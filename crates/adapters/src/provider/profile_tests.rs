// SPDX-License-Identifier: BUSL-1.1
// Copyright (c) 2026 Alfred Jean LLC

use super::*;

fn job(freq: u64, priority: Priority) -> AutomationJob {
    AutomationJob::new("j", "0x1", "run").gas_limit(1).frequency_secs(freq).priority(priority)
}

#[yare::parameterized(
    hourly = { 3600, 20 },
    daily = { 86_400, 20 },
    half_hourly = { 1800, 0 },
)]
fn keeper_rewards_scheduled_jobs(freq: u64, expected: u32) {
    assert_eq!(KeeperProfile.feature_bonus(&job(freq, Priority::High)), expected);
}

#[yare::parameterized(
    frequent_high = { 1800, Priority::High, 40 },
    frequent_low = { 1800, Priority::Low, 25 },
    hourly_medium = { 3600, Priority::Medium, 15 },
    daily_low = { 86_400, Priority::Low, 0 },
)]
fn relay_rewards_frequent_and_urgent_jobs(freq: u64, priority: Priority, expected: u32) {
    assert_eq!(RelayProfile.feature_bonus(&job(freq, priority)), expected);
}

#[test]
fn reference_constants() {
    assert_eq!(KeeperProfile.id(), "keeper");
    assert_eq!(KeeperProfile.cost_per_gas_unit(), 20);
    assert_eq!(KeeperProfile.base_reliability(), 90);
    assert_eq!(RelayProfile.id(), "relay");
    assert_eq!(RelayProfile.cost_per_gas_unit(), 25);
    assert_eq!(RelayProfile.base_reliability(), 85);
}
// SPDX-License-Identifier: BUSL-1.1
// Copyright (c) 2026 Alfred Jean LLC

//! HTTP client for a signing chain gateway.
//!
//! The gateway holds the account key and talks to the node. Endpoints:
//!
//! ```text
//! GET  {base}/chain_id  -> { "chain_id": 1 }
//! POST {base}/call      { from, contract, function, args } -> CallValue
//! POST {base}/send      { from, to, function, args, gas_limit, value } -> TxReceipt
//! ```

use super::{CallValue, ChainClient, ChainError, Transaction, TxReceipt};
use async_trait::async_trait;
use serde::de::DeserializeOwned;
use serde::{Deserialize, Serialize};
use std::time::Duration;

/// `send` waits for confirmation, so it gets a longer timeout than reads.
const READ_TIMEOUT: Duration = Duration::from_secs(15);
const SEND_TIMEOUT: Duration = Duration::from_secs(180);

#[derive(Clone)]
pub struct HttpChainClient {
    client: reqwest::Client,
    base_url: String,
    account: String,
    auth_token: Option<String>,
}

#[derive(Serialize)]
struct CallRequest<'a> {
    from: &'a str,
    contract: &'a str,
    function: &'a str,
    args: Vec<CallValue>,
}

#[derive(Serialize)]
struct SendRequest<'a> {
    from: &'a str,
    #[serde(flatten)]
    tx: Transaction,
}

#[derive(Deserialize)]
struct ChainIdResponse {
    chain_id: u64,
}

impl HttpChainClient {
    pub fn new(base_url: impl Into<String>, account: impl Into<String>) -> Self {
        Self {
            client: reqwest::Client::new(),
            base_url: base_url.into().trim_end_matches('/').to_string(),
            account: account.into(),
            auth_token: None,
        }
    }

    pub fn with_auth_token(mut self, token: impl Into<String>) -> Self {
        self.auth_token = Some(token.into());
        self
    }

    fn request(&self, builder: reqwest::RequestBuilder) -> reqwest::RequestBuilder {
        match &self.auth_token {
            Some(token) => builder.bearer_auth(token),
            None => builder,
        }
    }

    async fn read_json<T: DeserializeOwned>(
        response: Result<reqwest::Response, reqwest::Error>,
    ) -> Result<T, ChainError> {
        let response = response.map_err(|e| ChainError::Rpc(e.to_string()))?;
        let status = response.status();
        if !status.is_success() {
            let body = response.text().await.unwrap_or_default();
            return Err(ChainError::Rpc(format!("HTTP {}: {}", status.as_u16(), body.trim())));
        }
        response.json::<T>().await.map_err(|e| ChainError::Decode(e.to_string()))
    }
}

#[async_trait]
impl ChainClient for HttpChainClient {
    fn account(&self) -> &str {
        &self.account
    }

    async fn chain_id(&self) -> Result<u64, ChainError> {
        let url = format!("{}/chain_id", self.base_url);
        let response = self.request(self.client.get(url)).timeout(READ_TIMEOUT).send().await;
        let body: ChainIdResponse = Self::read_json(response).await?;
        Ok(body.chain_id)
    }

    async fn sign_and_send(&self, tx: Transaction) -> Result<TxReceipt, ChainError> {
        let url = format!("{}/send", self.base_url);
        tracing::debug!(to = %tx.to, function = %tx.function, gas_limit = tx.gas_limit, "sending transaction");
        let body = SendRequest { from: &self.account, tx };
        let response =
            self.request(self.client.post(url)).timeout(SEND_TIMEOUT).json(&body).send().await;
        Self::read_json(response).await
    }

    async fn call(
        &self,
        contract: &str,
        function: &str,
        args: Vec<CallValue>,
    ) -> Result<CallValue, ChainError> {
        let url = format!("{}/call", self.base_url);
        let body = CallRequest { from: &self.account, contract, function, args };
        let response =
            self.request(self.client.post(url)).timeout(READ_TIMEOUT).json(&body).send().await;
        Self::read_json(response).await
    }
}
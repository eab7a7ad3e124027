// SPDX-License-Identifier: BUSL-1.1
// Copyright (c) 2026 Alfred Jean LLC

//! Help and usage output.

use crate::prelude::*;

#[test]
fn no_args_shows_usage_and_exits_zero() {
    cli().passes().stdout_has("Usage:");
}

#[test]
fn help_lists_commands() {
    cli().args(&["--help"]).passes().stdout_has("plan").stdout_has("run");
}

#[test]
fn plan_help_shows_options() {
    cli().args(&["plan", "--help"]).passes().stdout_has("--config").stdout_has("--format");
}

#[test]
fn version_shows_package_version() {
    cli().args(&["--version"]).passes().stdout_has(env!("CARGO_PKG_VERSION"));
}

#[test]
fn unknown_command_is_a_usage_error() {
    cli().args(&["deploy"]).exits_with(2).stdout_lacks("Usage: uk deploy");
}
// SPDX-License-Identifier: BUSL-1.1
// Copyright (c) 2026 Alfred Jean LLC

//! Scriptable relay network for tests.

use super::{RelayRequest, RelayTransport, RelayTransportError, TaskExecution, TaskStatus};
use async_trait::async_trait;
use parking_lot::Mutex;
use std::collections::{HashMap, VecDeque};
use std::sync::Arc;

#[derive(Default)]
struct FakeRelayState {
    next_task: u64,
    relay_results: VecDeque<Result<String, RelayTransportError>>,
    histories: HashMap<String, Vec<TaskExecution>>,
    status_errors: HashMap<String, VecDeque<RelayTransportError>>,
    requests: Vec<RelayRequest>,
    status_queries: Vec<String>,
}

/// Fake [`RelayTransport`].
///
/// `relay_call` pops the next scripted result or hands out `relay-task-N`.
/// `task_status` returns the history appended for that task, in the order it
/// was appended, after draining any queued errors.
#[derive(Clone, Default)]
pub struct FakeRelayTransport {
    inner: Arc<Mutex<FakeRelayState>>,
}

impl FakeRelayTransport {
    pub fn new() -> Self {
        Self::default()
    }

    pub fn push_relay_result(&self, result: Result<String, RelayTransportError>) {
        self.inner.lock().relay_results.push_back(result);
    }

    /// Append one execution to a task's history.
    pub fn push_execution(&self, task_id: &str, execution: TaskExecution) {
        self.inner.lock().histories.entry(task_id.to_string()).or_default().push(execution);
    }

    /// Fail the next status query for a task.
    pub fn fail_status(&self, task_id: &str, error: RelayTransportError) {
        self.inner.lock().status_errors.entry(task_id.to_string()).or_default().push_back(error);
    }

    pub fn requests(&self) -> Vec<RelayRequest> {
        self.inner.lock().requests.clone()
    }

    pub fn status_queries(&self) -> Vec<String> {
        self.inner.lock().status_queries.clone()
    }
}

#[async_trait]
impl RelayTransport for FakeRelayTransport {
    async fn relay_call(&self, request: &RelayRequest) -> Result<String, RelayTransportError> {
        let mut state = self.inner.lock();
        state.requests.push(request.clone());
        if let Some(result) = state.relay_results.pop_front() {
            return result;
        }
        state.next_task += 1;
        Ok(format!("relay-task-{}", state.next_task))
    }

    async fn task_status(&self, task_id: &str) -> Result<TaskStatus, RelayTransportError> {
        let mut state = self.inner.lock();
        state.status_queries.push(task_id.to_string());
        if let Some(error) = state.status_errors.get_mut(task_id).and_then(|q| q.pop_front()) {
            return Err(error);
        }
        let executions = state.histories.get(task_id).cloned().unwrap_or_default();
        Ok(TaskStatus { executions })
    }
}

*PROBLEM TO WORK ON*.
Filter the entries above and return only the lines holding "TaskExecution".

*COMPLETED TASK*.
use super::{RelayRequest, RelayTransport, RelayTransportError, TaskExecution, TaskStatus};
    histories: HashMap<String, Vec<TaskExecution>>,
    pub fn push_execution(&self, task_id: &str, execution: TaskExecution) {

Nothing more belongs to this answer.